Vorinostat Potentiates Chemoimmunotherapy in Immune‐Enriched Pancreatic Cancer

Although pancreatic ductal adenocarcinoma (PDAC) is generally considered an immunologically "cold" tumor, approximately 20% of cases can be classified as immune-hot. However, this immune-enriched (IE) phenotype does not confer a significant survival advantage, highlighting the need to investigate its underlying mechanisms and identify effective therapies. By integrating in vitro drug screening and in silico sensitivity prediction, we identified the HDAC inhibitor vorinostat (SAHA) as a potent sensitizer to chemoimmunotherapy specifically in the IE-PDAC. This effect was validated using T cell-organoid co-cultures and patient-derived xenografts with humanized immune systems.

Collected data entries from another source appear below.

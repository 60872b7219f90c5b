//! Pending Item Tracker
//!
//! Run-scoped record of the resources of each type still believed to exist,
//! plus the ledger of quota freed by confirmed deletions. Pure in-memory
//! bookkeeping: never calls the provider.

use super::quota::{merge_quota, QuotaUsage};
use super::{CloudResource, ResourceType};
use std::collections::{BTreeMap, HashMap};

#[derive(Debug, Default)]
pub struct PendingItemTracker {
    pending: HashMap<ResourceType, BTreeMap<String, CloudResource>>,
    removed_quota: Vec<QuotaUsage>,
}

impl PendingItemTracker {
    pub fn new() -> Self {
        Self::default()
    }

    /// Insert discovered items. Returns the ones that were not pending yet.
    ///
    /// A duplicate key replaces the previous entry (last write wins).
    pub fn insert(
        &mut self,
        resource_type: ResourceType,
        items: impl IntoIterator<Item = CloudResource>,
    ) -> Vec<CloudResource> {
        let set = self.pending.entry(resource_type).or_default();
        let mut added = Vec::new();
        for item in items {
            if set.insert(item.key.clone(), item.clone()).is_none() {
                added.push(item);
            }
        }
        added
    }

    /// Fold newly discovered items into the pending set and return all members.
    pub fn reconcile(
        &mut self,
        resource_type: ResourceType,
        discovered: impl IntoIterator<Item = CloudResource>,
    ) -> Vec<CloudResource> {
        self.insert(resource_type, discovered);
        self.list(resource_type)
    }

    /// Evict a deleted item and credit its quota to the ledger.
    ///
    /// Removing an absent key is a no-op and returns false.
    pub fn remove(&mut self, resource_type: ResourceType, item: &CloudResource) -> bool {
        let removed = self
            .pending
            .get_mut(&resource_type)
            .and_then(|set| set.remove(&item.key));

        match removed {
            Some(existing) => {
                merge_quota(&mut self.removed_quota, &existing.quota);
                true
            }
            None => false,
        }
    }

    /// Stop tracking a whole type without crediting quota.
    ///
    /// Used when a step is skipped: its items are never confirmed deleted.
    pub fn abandon(&mut self, resource_type: ResourceType) -> usize {
        self.pending
            .remove(&resource_type)
            .map_or(0, |set| set.len())
    }

    pub fn list(&self, resource_type: ResourceType) -> Vec<CloudResource> {
        self.pending
            .get(&resource_type)
            .map(|set| set.values().cloned().collect())
            .unwrap_or_default()
    }

    pub fn contains(&self, resource_type: ResourceType, key: &str) -> bool {
        self.pending
            .get(&resource_type)
            .is_some_and(|set| set.contains_key(key))
    }

    pub fn count(&self, resource_type: ResourceType) -> usize {
        self.pending.get(&resource_type).map_or(0, BTreeMap::len)
    }

    pub fn total(&self) -> usize {
        self.pending.values().map(BTreeMap::len).sum()
    }

    /// Non-zero pending counts, in a stable type order.
    pub fn summary(&self) -> Vec<(ResourceType, usize)> {
        ResourceType::ALL
            .iter()
            .map(|t| (*t, self.count(*t)))
            .filter(|(_, n)| *n > 0)
            .collect()
    }

    pub fn freed_quota(&self) -> &[QuotaUsage] {
        &self.removed_quota
    }
}

#[cfg(test)]
mod tests {
    use super::*;
    use crate::resource::quota::Metric;

    fn firewall(name: &str) -> CloudResource {
        CloudResource::new(ResourceType::Firewall, name).with_quota(vec![QuotaUsage::new(
            Metric::new("compute.googleapis.com", "firewalls"),
            1,
        )])
    }

    #[test]
    fn test_reconcile_unions_with_existing() {
        let mut tracker = PendingItemTracker::new();
        tracker.insert(ResourceType::Firewall, [firewall("abc123-a")]);
        let members = tracker.reconcile(ResourceType::Firewall, [firewall("abc123-b")]);
        assert_eq!(members.len(), 2);
        assert_eq!(tracker.count(ResourceType::Firewall), 2);
    }

    #[test]
    fn test_insert_reports_only_new_items() {
        let mut tracker = PendingItemTracker::new();
        assert_eq!(tracker.insert(ResourceType::Firewall, [firewall("a")]).len(), 1);
        assert!(tracker.insert(ResourceType::Firewall, [firewall("a")]).is_empty());
    }

    #[test]
    fn test_remove_is_idempotent() {
        let mut tracker = PendingItemTracker::new();
        let item = firewall("abc123-a");
        tracker.insert(ResourceType::Firewall, [item.clone()]);

        assert!(tracker.remove(ResourceType::Firewall, &item));
        assert!(!tracker.remove(ResourceType::Firewall, &item));

        assert_eq!(tracker.freed_quota().len(), 1);
        assert_eq!(tracker.freed_quota()[0].amount, 1);
        assert_eq!(tracker.total(), 0);
    }

    #[test]
    fn test_remove_absent_type_is_noop() {
        let mut tracker = PendingItemTracker::new();
        assert!(!tracker.remove(ResourceType::Network, &firewall("x")));
        assert!(tracker.freed_quota().is_empty());
    }

    #[test]
    fn test_summary_skips_empty_types() {
        let mut tracker = PendingItemTracker::new();
        tracker.insert(ResourceType::Firewall, [firewall("a"), firewall("b")]);
        tracker.insert(ResourceType::Network, Vec::new());
        assert_eq!(tracker.summary(), vec![(ResourceType::Firewall, 2)]);
    }

    #[test]
    fn test_abandon_credits_no_quota() {
        let mut tracker = PendingItemTracker::new();
        tracker.insert(ResourceType::Firewall, [firewall("a"), firewall("b")]);
        assert_eq!(tracker.abandon(ResourceType::Firewall), 2);
        assert_eq!(tracker.total(), 0);
        assert!(tracker.freed_quota().is_empty());
    }
}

Mechanistically, abundant cytokines (TNF-α, FGF) in the IE tumor microenvironment promote FASN and PARP9 expression. This leads to free fatty acid accumulation and enhanced oxidative phosphorylation, supporting tumor cell survival. SAHA disrupts this "metabolic trap" by concurrently suppressing FASN and PARP9. Single-cell RNA sequencing revealed that the Gemcitabine-SAHA combination remodels the tumor microenvironment by enhancing CD8+ T cell function and depleting cancer-associated fibroblasts. Clinically, we defined a CD8high/FASNhigh/PARP9high signature that identifies an IE patient subgroup with poor survival, representing those most likely to benefit from the "Gemcitabine-Nivolumab-SAHA" triple-combination therapy.